Your goal:
Your answer should consist of the lines in the listing that hold "Duration".
Exercise data Block Start
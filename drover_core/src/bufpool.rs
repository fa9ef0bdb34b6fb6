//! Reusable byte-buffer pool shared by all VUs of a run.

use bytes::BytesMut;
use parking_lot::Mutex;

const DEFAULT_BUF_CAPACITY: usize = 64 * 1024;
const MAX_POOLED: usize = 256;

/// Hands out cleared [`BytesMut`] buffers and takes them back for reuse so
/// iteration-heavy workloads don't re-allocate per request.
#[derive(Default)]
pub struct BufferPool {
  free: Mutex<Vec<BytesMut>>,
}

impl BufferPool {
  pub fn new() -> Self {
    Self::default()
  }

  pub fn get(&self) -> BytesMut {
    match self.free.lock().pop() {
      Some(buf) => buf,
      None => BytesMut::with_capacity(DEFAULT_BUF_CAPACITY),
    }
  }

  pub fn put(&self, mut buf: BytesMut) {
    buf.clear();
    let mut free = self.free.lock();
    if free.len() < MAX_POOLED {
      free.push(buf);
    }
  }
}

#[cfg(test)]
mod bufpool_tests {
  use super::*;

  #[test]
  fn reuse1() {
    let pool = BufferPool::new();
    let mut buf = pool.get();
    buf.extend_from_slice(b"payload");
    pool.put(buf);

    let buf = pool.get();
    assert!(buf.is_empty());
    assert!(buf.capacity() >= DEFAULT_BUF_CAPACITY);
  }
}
Exercise data Block End
Exercise data Block Start
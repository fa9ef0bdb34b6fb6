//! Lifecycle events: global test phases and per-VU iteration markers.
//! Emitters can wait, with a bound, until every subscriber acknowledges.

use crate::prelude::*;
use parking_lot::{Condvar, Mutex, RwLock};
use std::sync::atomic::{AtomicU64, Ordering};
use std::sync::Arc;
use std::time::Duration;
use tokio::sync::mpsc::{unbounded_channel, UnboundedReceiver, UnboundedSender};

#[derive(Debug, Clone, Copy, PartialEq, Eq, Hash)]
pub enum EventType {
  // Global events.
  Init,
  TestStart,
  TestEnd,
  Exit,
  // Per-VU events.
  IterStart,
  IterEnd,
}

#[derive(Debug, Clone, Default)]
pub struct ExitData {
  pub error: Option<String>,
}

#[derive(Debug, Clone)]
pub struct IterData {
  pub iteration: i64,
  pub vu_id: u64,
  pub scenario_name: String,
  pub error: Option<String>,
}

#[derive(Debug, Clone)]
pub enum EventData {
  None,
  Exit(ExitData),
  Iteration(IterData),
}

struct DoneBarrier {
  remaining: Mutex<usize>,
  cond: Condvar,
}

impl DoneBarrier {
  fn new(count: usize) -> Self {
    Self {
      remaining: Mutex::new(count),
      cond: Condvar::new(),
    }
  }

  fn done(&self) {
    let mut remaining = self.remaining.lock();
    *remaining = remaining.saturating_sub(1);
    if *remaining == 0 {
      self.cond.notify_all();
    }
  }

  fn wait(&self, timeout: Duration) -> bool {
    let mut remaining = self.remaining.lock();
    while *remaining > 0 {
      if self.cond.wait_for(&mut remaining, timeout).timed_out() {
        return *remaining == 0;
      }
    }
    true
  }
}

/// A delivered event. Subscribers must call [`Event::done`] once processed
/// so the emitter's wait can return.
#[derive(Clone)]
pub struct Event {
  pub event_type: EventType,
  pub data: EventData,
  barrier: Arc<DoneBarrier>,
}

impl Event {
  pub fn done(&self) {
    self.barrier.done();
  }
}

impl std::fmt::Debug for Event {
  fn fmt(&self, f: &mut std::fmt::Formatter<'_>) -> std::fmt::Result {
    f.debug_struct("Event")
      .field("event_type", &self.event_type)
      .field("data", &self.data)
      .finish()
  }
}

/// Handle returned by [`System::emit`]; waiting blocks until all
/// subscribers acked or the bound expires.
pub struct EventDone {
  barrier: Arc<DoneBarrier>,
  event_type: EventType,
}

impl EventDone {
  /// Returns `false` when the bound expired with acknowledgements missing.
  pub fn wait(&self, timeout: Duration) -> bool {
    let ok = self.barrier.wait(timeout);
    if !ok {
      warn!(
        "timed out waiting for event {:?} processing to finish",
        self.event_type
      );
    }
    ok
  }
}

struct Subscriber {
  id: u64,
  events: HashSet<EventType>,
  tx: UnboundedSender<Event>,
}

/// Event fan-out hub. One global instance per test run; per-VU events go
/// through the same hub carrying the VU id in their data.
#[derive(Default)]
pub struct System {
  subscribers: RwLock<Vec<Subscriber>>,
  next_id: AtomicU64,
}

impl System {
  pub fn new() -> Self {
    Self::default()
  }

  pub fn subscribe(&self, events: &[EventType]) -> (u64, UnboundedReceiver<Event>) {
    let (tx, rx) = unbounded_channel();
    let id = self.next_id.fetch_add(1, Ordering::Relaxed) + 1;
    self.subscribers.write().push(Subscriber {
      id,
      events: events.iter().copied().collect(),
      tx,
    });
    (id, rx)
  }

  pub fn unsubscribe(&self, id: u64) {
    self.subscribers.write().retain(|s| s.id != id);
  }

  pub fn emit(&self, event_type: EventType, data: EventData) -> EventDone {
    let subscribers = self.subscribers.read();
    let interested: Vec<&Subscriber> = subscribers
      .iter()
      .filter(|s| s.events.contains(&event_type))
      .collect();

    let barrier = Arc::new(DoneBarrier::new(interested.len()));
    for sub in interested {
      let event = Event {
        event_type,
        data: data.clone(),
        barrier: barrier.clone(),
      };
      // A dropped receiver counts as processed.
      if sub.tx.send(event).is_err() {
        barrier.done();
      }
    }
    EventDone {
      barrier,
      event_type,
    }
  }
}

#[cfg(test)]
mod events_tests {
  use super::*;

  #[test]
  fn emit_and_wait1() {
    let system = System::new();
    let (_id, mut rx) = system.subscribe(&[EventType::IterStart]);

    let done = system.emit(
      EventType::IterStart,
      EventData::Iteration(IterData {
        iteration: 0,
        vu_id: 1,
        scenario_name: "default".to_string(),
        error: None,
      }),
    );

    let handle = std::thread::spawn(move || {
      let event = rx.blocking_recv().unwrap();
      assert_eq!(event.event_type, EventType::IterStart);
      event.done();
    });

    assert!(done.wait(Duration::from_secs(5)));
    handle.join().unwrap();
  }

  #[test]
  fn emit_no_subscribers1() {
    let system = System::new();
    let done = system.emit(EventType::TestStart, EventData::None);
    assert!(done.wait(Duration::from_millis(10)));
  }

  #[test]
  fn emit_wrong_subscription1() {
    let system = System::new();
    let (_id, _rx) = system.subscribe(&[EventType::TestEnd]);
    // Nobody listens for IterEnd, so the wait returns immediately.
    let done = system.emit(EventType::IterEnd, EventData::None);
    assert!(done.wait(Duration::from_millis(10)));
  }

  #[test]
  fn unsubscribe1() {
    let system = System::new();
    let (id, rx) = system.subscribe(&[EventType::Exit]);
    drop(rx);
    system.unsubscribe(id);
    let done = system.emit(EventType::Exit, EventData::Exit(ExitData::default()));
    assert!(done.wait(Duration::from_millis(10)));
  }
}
Exercise data Block End
Response to the exercise:
use std::time::Duration;
  fn wait(&self, timeout: Duration) -> bool {
  pub fn wait(&self, timeout: Duration) -> bool {
    assert!(done.wait(Duration::from_secs(5)));
    assert!(done.wait(Duration::from_millis(10)));
    assert!(done.wait(Duration::from_millis(10)));
    assert!(done.wait(Duration::from_millis(10)));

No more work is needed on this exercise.